* **WORK INSTRUCTION**:
Every line of the data is to be transcribed as it stands.

* **RECORDS SUPPLIED**:

----------

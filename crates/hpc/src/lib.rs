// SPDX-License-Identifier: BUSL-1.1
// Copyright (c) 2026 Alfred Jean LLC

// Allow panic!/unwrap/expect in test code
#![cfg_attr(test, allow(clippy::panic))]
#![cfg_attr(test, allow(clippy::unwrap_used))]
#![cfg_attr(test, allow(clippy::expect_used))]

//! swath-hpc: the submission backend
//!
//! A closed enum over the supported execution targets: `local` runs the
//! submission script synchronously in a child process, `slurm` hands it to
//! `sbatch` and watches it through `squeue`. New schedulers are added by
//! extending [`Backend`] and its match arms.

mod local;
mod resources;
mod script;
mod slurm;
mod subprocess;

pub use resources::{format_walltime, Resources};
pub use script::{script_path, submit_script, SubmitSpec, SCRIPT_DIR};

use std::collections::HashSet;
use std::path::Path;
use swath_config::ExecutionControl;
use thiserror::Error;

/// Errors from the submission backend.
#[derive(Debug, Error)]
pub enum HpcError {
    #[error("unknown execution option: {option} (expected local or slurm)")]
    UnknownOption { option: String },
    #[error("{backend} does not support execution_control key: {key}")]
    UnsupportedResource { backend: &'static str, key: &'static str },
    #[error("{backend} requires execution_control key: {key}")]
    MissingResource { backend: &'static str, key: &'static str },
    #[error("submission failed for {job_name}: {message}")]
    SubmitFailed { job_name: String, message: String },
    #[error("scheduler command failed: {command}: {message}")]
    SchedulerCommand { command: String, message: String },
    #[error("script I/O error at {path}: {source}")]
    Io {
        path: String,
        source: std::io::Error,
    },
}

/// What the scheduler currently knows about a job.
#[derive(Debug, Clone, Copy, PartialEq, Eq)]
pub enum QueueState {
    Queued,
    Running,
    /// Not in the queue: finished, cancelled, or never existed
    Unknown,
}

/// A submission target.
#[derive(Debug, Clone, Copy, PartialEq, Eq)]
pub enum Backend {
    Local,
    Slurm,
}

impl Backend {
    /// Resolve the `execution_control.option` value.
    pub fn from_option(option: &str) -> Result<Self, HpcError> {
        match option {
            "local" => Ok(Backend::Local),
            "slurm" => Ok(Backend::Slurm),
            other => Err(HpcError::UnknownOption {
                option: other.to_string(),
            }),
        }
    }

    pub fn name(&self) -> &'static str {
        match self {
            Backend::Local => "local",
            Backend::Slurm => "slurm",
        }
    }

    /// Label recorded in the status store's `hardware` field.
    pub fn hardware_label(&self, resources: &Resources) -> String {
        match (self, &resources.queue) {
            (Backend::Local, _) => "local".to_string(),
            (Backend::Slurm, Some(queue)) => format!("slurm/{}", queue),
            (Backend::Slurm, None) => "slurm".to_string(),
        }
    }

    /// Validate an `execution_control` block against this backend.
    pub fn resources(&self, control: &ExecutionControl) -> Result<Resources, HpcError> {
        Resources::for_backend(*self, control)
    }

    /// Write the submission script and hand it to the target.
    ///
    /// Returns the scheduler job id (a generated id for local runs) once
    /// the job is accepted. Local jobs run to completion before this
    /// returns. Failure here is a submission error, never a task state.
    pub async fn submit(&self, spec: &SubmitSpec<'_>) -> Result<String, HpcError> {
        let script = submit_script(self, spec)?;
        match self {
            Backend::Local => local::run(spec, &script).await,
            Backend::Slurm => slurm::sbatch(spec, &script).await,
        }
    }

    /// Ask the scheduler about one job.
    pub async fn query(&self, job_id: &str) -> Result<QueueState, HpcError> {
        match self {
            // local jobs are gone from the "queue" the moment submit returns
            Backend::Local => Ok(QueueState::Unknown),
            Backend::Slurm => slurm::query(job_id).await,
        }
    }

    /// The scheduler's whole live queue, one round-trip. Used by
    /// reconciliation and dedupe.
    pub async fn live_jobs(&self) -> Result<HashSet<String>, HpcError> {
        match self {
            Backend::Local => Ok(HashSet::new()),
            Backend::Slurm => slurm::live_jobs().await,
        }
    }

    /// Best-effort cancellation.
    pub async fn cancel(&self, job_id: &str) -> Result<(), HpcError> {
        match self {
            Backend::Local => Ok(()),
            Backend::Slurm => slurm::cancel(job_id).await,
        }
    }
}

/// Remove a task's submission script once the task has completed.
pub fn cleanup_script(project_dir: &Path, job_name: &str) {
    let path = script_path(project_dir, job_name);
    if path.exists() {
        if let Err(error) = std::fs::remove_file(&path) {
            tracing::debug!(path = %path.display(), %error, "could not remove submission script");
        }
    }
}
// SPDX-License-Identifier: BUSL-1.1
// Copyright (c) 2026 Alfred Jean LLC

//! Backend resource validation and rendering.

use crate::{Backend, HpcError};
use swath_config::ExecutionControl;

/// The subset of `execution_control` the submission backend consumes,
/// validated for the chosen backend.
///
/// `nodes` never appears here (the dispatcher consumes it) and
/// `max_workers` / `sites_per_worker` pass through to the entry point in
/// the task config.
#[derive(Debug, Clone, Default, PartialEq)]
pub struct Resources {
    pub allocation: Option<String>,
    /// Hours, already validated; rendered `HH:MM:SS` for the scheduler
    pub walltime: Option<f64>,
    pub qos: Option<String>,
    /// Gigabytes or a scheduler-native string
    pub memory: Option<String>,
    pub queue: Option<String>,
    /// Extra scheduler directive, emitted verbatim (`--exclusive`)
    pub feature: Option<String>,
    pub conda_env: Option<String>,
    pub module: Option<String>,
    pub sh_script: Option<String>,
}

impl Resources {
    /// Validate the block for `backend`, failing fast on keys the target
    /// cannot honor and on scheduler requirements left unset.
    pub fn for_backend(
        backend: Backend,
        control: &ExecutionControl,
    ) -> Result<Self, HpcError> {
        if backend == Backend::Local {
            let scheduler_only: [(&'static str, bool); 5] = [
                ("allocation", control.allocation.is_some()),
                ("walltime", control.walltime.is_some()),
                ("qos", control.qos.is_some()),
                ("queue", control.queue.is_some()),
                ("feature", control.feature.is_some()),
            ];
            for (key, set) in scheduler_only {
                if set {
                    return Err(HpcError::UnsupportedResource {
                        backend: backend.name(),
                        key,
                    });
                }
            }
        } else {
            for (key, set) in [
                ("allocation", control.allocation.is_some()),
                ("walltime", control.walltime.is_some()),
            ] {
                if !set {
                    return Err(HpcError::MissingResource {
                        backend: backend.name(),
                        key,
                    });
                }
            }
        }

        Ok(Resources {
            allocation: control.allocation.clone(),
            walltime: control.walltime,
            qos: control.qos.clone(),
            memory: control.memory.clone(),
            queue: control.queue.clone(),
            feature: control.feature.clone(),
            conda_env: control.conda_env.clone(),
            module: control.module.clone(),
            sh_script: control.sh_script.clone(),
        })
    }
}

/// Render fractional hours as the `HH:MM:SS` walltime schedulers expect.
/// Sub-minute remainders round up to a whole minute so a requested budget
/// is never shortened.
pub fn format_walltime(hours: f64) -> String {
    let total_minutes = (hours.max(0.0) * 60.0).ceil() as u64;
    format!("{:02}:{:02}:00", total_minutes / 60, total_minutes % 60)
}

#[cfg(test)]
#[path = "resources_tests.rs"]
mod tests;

----------

* **TASK RESPONSE**:
filename crates/hpc/src/lib.rs
// SPDX-License-Identifier: BUSL-1.1
// Copyright (c) 2026 Alfred Jean LLC

// Allow panic!/unwrap/expect in test code
#![cfg_attr(test, allow(clippy::panic))]
#![cfg_attr(test, allow(clippy::unwrap_used))]
#![cfg_attr(test, allow(clippy::expect_used))]

//! swath-hpc: the submission backend
//!
//! A closed enum over the supported execution targets: `local` runs the
//! submission script synchronously in a child process, `slurm` hands it to
//! `sbatch` and watches it through `squeue`. New schedulers are added by
//! extending [`Backend`] and its match arms.

mod local;
mod resources;
mod script;
mod slurm;
mod subprocess;

pub use resources::{format_walltime, Resources};
pub use script::{script_path, submit_script, SubmitSpec, SCRIPT_DIR};

use std::collections::HashSet;
use std::path::Path;
use swath_config::ExecutionControl;
use thiserror::Error;

/// Errors from the submission backend.
#[derive(Debug, Error)]
pub enum HpcError {
    #[error("unknown execution option: {option} (expected local or slurm)")]
    UnknownOption { option: String },
    #[error("{backend} does not support execution_control key: {key}")]
    UnsupportedResource { backend: &'static str, key: &'static str },
    #[error("{backend} requires execution_control key: {key}")]
    MissingResource { backend: &'static str, key: &'static str },
    #[error("submission failed for {job_name}: {message}")]
    SubmitFailed { job_name: String, message: String },
    #[error("scheduler command failed: {command}: {message}")]
    SchedulerCommand { command: String, message: String },
    #[error("script I/O error at {path}: {source}")]
    Io {
        path: String,
        source: std::io::Error,
    },
}

/// What the scheduler currently knows about a job.
#[derive(Debug, Clone, Copy, PartialEq, Eq)]
pub enum QueueState {
    Queued,
    Running,
    /// Not in the queue: finished, cancelled, or never existed
    Unknown,
}

/// A submission target.
#[derive(Debug, Clone, Copy, PartialEq, Eq)]
pub enum Backend {
    Local,
    Slurm,
}

impl Backend {
    /// Resolve the `execution_control.option` value.
    pub fn from_option(option: &str) -> Result<Self, HpcError> {
        match option {
            "local" => Ok(Backend::Local),
            "slurm" => Ok(Backend::Slurm),
            other => Err(HpcError::UnknownOption {
                option: other.to_string(),
            }),
        }
    }

    pub fn name(&self) -> &'static str {
        match self {
            Backend::Local => "local",
            Backend::Slurm => "slurm",
        }
    }

    /// Label recorded in the status store's `hardware` field.
    pub fn hardware_label(&self, resources: &Resources) -> String {
        match (self, &resources.queue) {
            (Backend::Local, _) => "local".to_string(),
            (Backend::Slurm, Some(queue)) => format!("slurm/{}", queue),
            (Backend::Slurm, None) => "slurm".to_string(),
        }
    }

    /// Validate an `execution_control` block against this backend.
    pub fn resources(&self, control: &ExecutionControl) -> Result<Resources, HpcError> {
        Resources::for_backend(*self, control)
    }

    /// Write the submission script and hand it to the target.
    ///
    /// Returns the scheduler job id (a generated id for local runs) once
    /// the job is accepted. Local jobs run to completion before this
    /// returns. Failure here is a submission error, never a task state.
    pub async fn submit(&self, spec: &SubmitSpec<'_>) -> Result<String, HpcError> {
        let script = submit_script(self, spec)?;
        match self {
            Backend::Local => local::run(spec, &script).await,
            Backend::Slurm => slurm::sbatch(spec, &script).await,
        }
    }

    /// Ask the scheduler about one job.
    pub async fn query(&self, job_id: &str) -> Result<QueueState, HpcError> {
        match self {
            // local jobs are gone from the "queue" the moment submit returns
            Backend::Local => Ok(QueueState::Unknown),
            Backend::Slurm => slurm::query(job_id).await,
        }
    }

    /// The scheduler's whole live queue, one round-trip. Used by
    /// reconciliation and dedupe.
    pub async fn live_jobs(&self) -> Result<HashSet<String>, HpcError> {
        match self {
            Backend::Local => Ok(HashSet::new()),
            Backend::Slurm => slurm::live_jobs().await,
        }
    }

    /// Best-effort cancellation.
    pub async fn cancel(&self, job_id: &str) -> Result<(), HpcError> {
        match self {
            Backend::Local => Ok(()),
            Backend::Slurm => slurm::cancel(job_id).await,
        }
    }
}

/// Remove a task's submission script once the task has completed.
pub fn cleanup_script(project_dir: &Path, job_name: &str) {
    let path = script_path(project_dir, job_name);
    if path.exists() {
        if let Err(error) = std::fs::remove_file(&path) {
            tracing::debug!(path = %path.display(), %error, "could not remove submission script");
        }
    }
}
// SPDX-License-Identifier: BUSL-1.1
// Copyright (c) 2026 Alfred Jean LLC

//! Backend resource validation and rendering.

use crate::{Backend, HpcError};
use swath_config::ExecutionControl;

/// The subset of `execution_control` the submission backend consumes,
/// validated for the chosen backend.
///
/// `nodes` never appears here (the dispatcher consumes it) and
/// `max_workers` / `sites_per_worker` pass through to the entry point in
/// the task config.
#[derive(Debug, Clone, Default, PartialEq)]
pub struct Resources {
    pub allocation: Option<String>,
    /// Hours, already validated; rendered `HH:MM:SS` for the scheduler
    pub walltime: Option<f64>,
    pub qos: Option<String>,
    /// Gigabytes or a scheduler-native string
    pub memory: Option<String>,
    pub queue: Option<String>,
    /// Extra scheduler directive, emitted verbatim (`--exclusive`)
    pub feature: Option<String>,
    pub conda_env: Option<String>,
    pub module: Option<String>,
    pub sh_script: Option<String>,
}

impl Resources {
    /// Validate the block for `backend`, failing fast on keys the target
    /// cannot honor and on scheduler requirements left unset.
    pub fn for_backend(
        backend: Backend,
        control: &ExecutionControl,
    ) -> Result<Self, HpcError> {
        if backend == Backend::Local {
            let scheduler_only: [(&'static str, bool); 5] = [
                ("allocation", control.allocation.is_some()),
                ("walltime", control.walltime.is_some()),
                ("qos", control.qos.is_some()),
                ("queue", control.queue.is_some()),
                ("feature", control.feature.is_some()),
            ];
            for (key, set) in scheduler_only {
                if set {
                    return Err(HpcError::UnsupportedResource {
                        backend: backend.name(),
                        key,
                    });
                }
            }
        } else {
            for (key, set) in [
                ("allocation", control.allocation.is_some()),
                ("walltime", control.walltime.is_some()),
            ] {
                if !set {
                    return Err(HpcError::MissingResource {
                        backend: backend.name(),
                        key,
                    });
                }
            }
        }

        Ok(Resources {
            allocation: control.allocation.clone(),
            walltime: control.walltime,
            qos: control.qos.clone(),
            memory: control.memory.clone(),
            queue: control.queue.clone(),
            feature: control.feature.clone(),
            conda_env: control.conda_env.clone(),
            module: control.module.clone(),
            sh_script: control.sh_script.clone(),
        })
    }
}

/// Render fractional hours as the `HH:MM:SS` walltime schedulers expect.
/// Sub-minute remainders round up to a whole minute so a requested budget
/// is never shortened.
pub fn format_walltime(hours: f64) -> String {
    let total_minutes = (hours.max(0.0) * 60.0).ceil() as u64;
    format!("{:02}:{:02}:00", total_minutes / 60, total_minutes % 60)
}

#[cfg(test)]
#[path = "resources_tests.rs"]
mod tests;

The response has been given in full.